◆ Task description ◆
Tell how many lines of the data include the word "along". Nothing but the number belongs in the answer.

─── Task inputs ───

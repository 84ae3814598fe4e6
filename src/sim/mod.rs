//! Deterministic simulation module
//!
//! All gameplay logic lives here. This module must be pure and deterministic:
//! - Fixed timestep only (one call to `tick` per step)
//! - Seeded RNG only
//! - Stable iteration order (by entity ID)
//! - No rendering or platform dependencies

pub mod autoplay;
pub mod collision;
pub mod effects;
pub mod level;
pub mod node;
pub mod packet;
pub mod physics;
pub mod state;
pub mod tick;
pub mod wire;

pub use autoplay::AutoPilot;
pub use collision::{accumulate_noise, overlaps};
pub use effects::{ActiveEffects, EffectKind};
pub use level::{STANDARD_NODES, build_standard};
pub use node::{NodeId, SystemNode};
pub use packet::{Packet, PacketId, PacketKind, PacketShape, PhysicsProfile};
pub use physics::Step;
pub use state::{Counters, Rejected, SimStatus, SimView, Simulation, WireBudget};
pub use tick::tick;
pub use wire::{Wire, WireId};
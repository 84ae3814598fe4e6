//! Packet motion along wire polylines
//!
//! Velocity is bookkeeping for speed only: once a packet rides a wire its
//! actual travel direction is the direction of the current path segment.

use glam::Vec2;

use super::packet::{Packet, PhysicsProfile};
use super::wire::Wire;
use crate::sign;
use crate::tuning::Tuning;

/// Outcome of one integration step
#[derive(Debug, Clone, Copy, PartialEq, Eq)]
pub enum Step {
    Moving,
    /// Within reach of the wire's terminal point; resolve delivery this tick
    Arrived,
}

/// Set launch velocity and acceleration from the packet's profile, aimed
/// along its current segment. Used at spawn, release and thaw.
pub fn init_motion(packet: &mut Packet, wire: &Wire, tuning: &Tuning) {
    let profile = packet.profile();
    let dir = wire.segment_dir(packet.segment);
    packet.vel = dir * profile.base_speed * profile.spawn_speed_scale * packet.speed_scale;
    packet.accel = profile.base_accel;
    if profile.long_wire_boost && wire.length() > tuning.long_wire_threshold {
        packet.accel = tuning.long_wire_boost;
    }
}

/// `v += a * sign(v)` per component. Deceleration stops at zero rather than
/// flipping a component's direction.
pub fn apply_acceleration(vel: Vec2, accel: f32) -> Vec2 {
    let step = |v: f32| {
        let s = sign(v);
        let next = v + accel * s;
        if sign(next) != s { 0.0 } else { next }
    };
    Vec2::new(step(vel.x), step(vel.y))
}

/// Scale a moving velocity into the profile's speed band, preserving direction
pub fn clamp_speed(vel: Vec2, profile: &PhysicsProfile) -> Vec2 {
    let speed = vel.length();
    if speed > profile.max_speed {
        vel / speed * profile.max_speed
    } else if speed > 0.0 && speed < profile.min_speed {
        vel / speed * profile.min_speed
    } else {
        vel
    }
}

/// Advance one packet by one tick
pub fn advance(packet: &mut Packet, wire: Option<&Wire>) -> Step {
    let Some(wire) = wire else {
        // Unattached packets drift
        packet.pos += packet.vel;
        return Step::Moving;
    };

    packet.vel = clamp_speed(apply_acceleration(packet.vel, packet.accel), packet.profile());
    let speed = packet.speed();

    if let Some((_, end)) = wire.segment(packet.segment) {
        packet.pos += wire.segment_dir(packet.segment) * speed;
        // Zero-length segments are crossed immediately
        if packet.pos.distance(end) < speed.max(f32::EPSILON) {
            packet.pos = end;
            packet.segment += 1;
        }
    }

    let past_end = packet.segment >= wire.segment_count();
    let near_end = wire.is_last_segment(packet.segment)
        && packet.pos.distance(wire.end()) < packet.size as f32;
    if past_end || near_end {
        Step::Arrived
    } else {
        Step::Moving
    }
}
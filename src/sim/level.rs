//! Standard node layout

use glam::Vec2;

use super::node::NodeId;
use super::state::Simulation;
use crate::tuning::Tuning;

/// Node centers of the standard board (two columns, two rows)
pub const STANDARD_NODES: [Vec2; 4] = [
    Vec2::new(100.0, 150.0),
    Vec2::new(400.0, 150.0),
    Vec2::new(100.0, 400.0),
    Vec2::new(400.0, 400.0),
];

/// Place the standard nodes into a simulation
pub fn build_standard(sim: &mut Simulation) -> Vec<NodeId> {
    let ids: Vec<NodeId> = STANDARD_NODES.iter().map(|&pos| sim.add_node(pos)).collect();
    log::info!("Standard level built with {} nodes", ids.len());
    ids
}

impl Simulation {
    /// New simulation on the standard board
    pub fn standard(seed: u64, tuning: Tuning) -> Self {
        let mut sim = Self::new(seed, tuning);
        build_standard(&mut sim);
        sim
    }
}
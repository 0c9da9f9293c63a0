pub mod consent;
pub mod flow;
pub mod redirect;
pub mod token;

pub use consent::{build_consent_url, Browser, SystemBrowser};
pub use flow::{persist_tokens, run_authorization, AuthorizationReport, FlowState};
pub use redirect::{parse_redirect, read_redirect, AuthorizationCode};
pub use token::{basic_authorization, exchange_code, TokenExchange, TokenResponse};
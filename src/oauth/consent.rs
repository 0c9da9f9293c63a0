use crate::config::{Credentials, Provider};

/// Opens URLs for the user. Swapped out in tests.
pub trait Browser {
    fn open(&self, url: &str) -> std::io::Result<()>;
}

/// Launches the host's default browser.
pub struct SystemBrowser;

impl Browser for SystemBrowser {
    fn open(&self, url: &str) -> std::io::Result<()> {
        webbrowser::open(url)
    }
}

/// Build the consent page URL.
///
/// Parameter values are concatenated as-is, without percent-encoding, which
/// is what eBay's RuName-based redirect expects. Values containing query
/// delimiters would corrupt the URL, so those are flagged with a warning.
pub fn build_consent_url(provider: &Provider, credentials: &Credentials) -> String {
    let scope = provider.scopes.join(" ");
    for (name, value) in [
        ("client_id", credentials.client_id.as_str()),
        ("redirect_uri", credentials.redirect_uri.as_str()),
    ] {
        if has_query_delimiters(value) {
            tracing::warn!(
                "{name} contains characters that are not escaped in the consent URL; the URL may be malformed"
            );
        }
    }

    format!(
        "{}?client_id={}&redirect_uri={}&response_type=code&scope={}",
        provider.authorize_endpoint, credentials.client_id, credentials.redirect_uri, scope
    )
}

fn has_query_delimiters(value: &str) -> bool {
    value
        .chars()
        .any(|c| matches!(c, '&' | '=' | '#' | '?') || c.is_whitespace())
}
pub mod cli;
pub mod config;
pub mod error;
pub mod oauth;

pub use config::{Credentials, Provider, Settings};
pub use error::AuthError;
pub use oauth::{run_authorization, AuthorizationReport, Browser, SystemBrowser};
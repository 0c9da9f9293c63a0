pub mod http_mock;

use std::path::PathBuf;

use ebay_auth::{Browser, Credentials, Provider, Settings};

pub const CLIENT_ID: &str = "TestApp-PRD-0001";
pub const CLIENT_SECRET: &str = "PRD-secret-0001";
pub const REDIRECT_URI: &str = "Test_RuName";
/// `Basic base64("TestApp-PRD-0001:PRD-secret-0001")`
pub const BASIC_AUTH: &str = "Basic VGVzdEFwcC1QUkQtMDAwMTpQUkQtc2VjcmV0LTAwMDE=";

#[allow(dead_code)]
pub fn credentials() -> Credentials {
    Credentials {
        client_id: CLIENT_ID.into(),
        client_secret: CLIENT_SECRET.into(),
        redirect_uri: REDIRECT_URI.into(),
    }
}

/// Browser stand-in that never launches anything.
#[allow(dead_code)]
pub struct NoopBrowser;

impl Browser for NoopBrowser {
    fn open(&self, _url: &str) -> std::io::Result<()> {
        Ok(())
    }
}

/// Settings pointed at a mock token endpoint and a scratch env file.
#[allow(dead_code)]
pub fn settings_for(token_endpoint: &str, env_file: PathBuf) -> Settings {
    Settings {
        provider: Provider {
            token_endpoint: token_endpoint.to_string(),
            ..Provider::production()
        },
        env_file,
        open_browser: false,
        ..Settings::default()
    }
}

/// Create a temp directory holding a `.env` with `content`.
pub fn temp_env_dir(content: &str) -> (tempfile::TempDir, PathBuf) {
    let dir = tempfile::tempdir().unwrap();
    let path = dir.path().join(".env");
    std::fs::write(&path, content).unwrap();
    (dir, path)
}
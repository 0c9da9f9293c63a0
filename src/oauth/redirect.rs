use std::io::BufRead;

use url::Url;

use crate::error::AuthError;

/// Single-use authorization code pulled from the redirect URL.
#[derive(Debug, Clone, PartialEq, Eq)]
pub struct AuthorizationCode(String);

impl AuthorizationCode {
    pub fn as_str(&self) -> &str {
        &self.0
    }
}

/// Read one line from `reader` and extract the authorization code from it.
pub fn read_redirect<R: BufRead>(reader: &mut R) -> Result<AuthorizationCode, AuthError> {
    let mut line = String::new();
    reader.read_line(&mut line)?;
    parse_redirect(&line)
}

/// Extract `code` from a pasted redirect URL.
///
/// Blank parameter values are treated as absent. Without a code, the
/// provider's `error`/`error_description` are surfaced instead.
pub fn parse_redirect(input: &str) -> Result<AuthorizationCode, AuthError> {
    let input = input.trim();
    if input.is_empty() {
        return Err(AuthError::AuthorizationCodeMissing {
            query: String::new(),
        });
    }

    let url = Url::parse(input)?;
    let query = url.query().unwrap_or_default().to_string();
    let param = |name: &str| {
        url.query_pairs()
            .find(|(k, v)| k == name && !v.is_empty())
            .map(|(_, v)| v.into_owned())
    };

    if let Some(code) = param("code") {
        tracing::debug!("Authorization code received ({} chars)", code.len());
        return Ok(AuthorizationCode(code));
    }

    match param("error") {
        Some(error) => Err(AuthError::AuthorizationDenied {
            error,
            description: param("error_description"),
            query,
        }),
        None => Err(AuthError::AuthorizationCodeMissing { query }),
    }
}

───

◆ Task output ◆
2